STUDY DESIGN AND METHODS

Data from the Korean National Health Insurance Service National Sample Cohort between 2002 and 2015 were used. The incidence and risk of NTM PD were compared between patients with GERD (GERD cohort; n = 17,424) and patients matched for age, sex, type of insurance, and Charlson Comorbidity Index (matched cohort; n = 69,696). Using the GERD cohort, the factors associated with incident NTM PD also were evaluated.

RESULTS

During a median follow-up duration of 5.1 years, the age- and sex-adjusted incidence of NTM PD was significantly higher in the GERD cohort (34.8 per 100,000 person-years [PY]) than in the matched cohort (10.5 per 100,000 PY; P < .001), with a subdistribution hazard ratio (HR) of 3.36 (95% CI, 2.10-5.37). Regarding risk factors associated with NTM PD, age of 60 years or older (adjusted HR, 3.57; 95% CI, 1.58-8.07) and bronchiectasis (adjusted HR, 18.69; 95% CI, 6.68-52.28) were associated with an increased risk of incident NTM PD in the GERD cohort. Compared with patients with GERD who did not demonstrate NTM PD, those with NTM PD showed higher all-cause (13,321 PY vs 5,932 PY; P = .049) and respiratory disease-related (5,403 vs 801; P = .011) ED visits or hospitalizations.

INTERPRETATION

GERD is associated with an increased incidence of NTM PD. Older age and bronchiectasis are risk factors for NTM PD in patients with GERD. NTM PD in patients with GERD is associated with increased health-care use.

摘要

背景

胃食管反流病(GERD)是非结核分枝杆菌(NTM)肺病(PD)的常见合并症。

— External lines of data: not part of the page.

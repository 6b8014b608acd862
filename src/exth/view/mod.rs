//! Typed views over EXTH records.
//!
//! A view wraps a record handle `R` and never copies the data: `&ExthRecord`
//! gives a read-only view, `&mut ExthRecord` a writable one whose changes land
//! in the owning block, and an owned `ExthRecord` is what the record factories
//! hand back before the record is added to a document.

mod asin;
mod binary;
mod date;
mod isbn;
mod language;
mod string;

pub use asin::{is_valid_asin, AsinView};
pub use binary::BinaryView;
pub use date::{parse_date, DateView, DATE_FORMAT};
pub use isbn::{is_valid_isbn, is_valid_isbn10, is_valid_isbn13, isbn10_to_13, isbn13_to_10, IsbnView};
pub use language::{is_valid_language_code, language_codes, LanguageView};
pub use string::StringView;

虽然 GERD 与 NTM PD 患者更多的症状和更严重的疾病相关,但 GERD 是否与 NTM PD 发生风险增加有关尚不清楚。

研究问题

GERD 是否会影响 NTM PD 的发生?GERD 患者中是否存在与 NTM PD 风险增加相关的任何因素?NTM PD 对 GERD 患者的医疗保健使用有何影响?

研究设计和方法

使用 2002 年至 2015 年韩国国家健康保险服务国家样本队列的数据。比较 GERD 患者(GERD 队列;n=17424)和年龄、性别、保险类型和 Charlson 合并症指数相匹配的患者(匹配队列;n=69696)的 NTM PD 的发病率和风险。使用 GERD 队列评估与 NTM PD 发病相关的因素。

结果

在中位随访 5.1 年期间,GERD 队列(34.8/100000 人年)的 NTM PD 年龄和性别调整发病率明显高于匹配队列(10.5/100000 人年;P<0.001),亚分布危险比(HR)为 3.36(95%CI,2.10-5.37)。关于与 NTM PD 相关的风险因素,年龄 60 岁或以上(调整 HR,3.57;95%CI,1.58-8.07)和支气管扩张症(调整 HR,18.69;95%CI,6.68-52.28)与 GERD 队列中 NTM PD 发病风险增加相关。与未表现出 NTM PD 的 GERD 患者相比,患有 NTM PD 的患者全因(13321 人年 vs 5932 人年;P=0.049)和与呼吸系统疾病相关的(5403 人年 vs 801 人年;P=0.011)急诊就诊或住院治疗更多。

解释

GERD 与 NTM PD 的发病率增加相关。年龄较大和支气管扩张症是 GERD 患者发生 NTM PD 的危险因素。GERD 患者的 NTM PD 与更高的医疗保健使用率相关。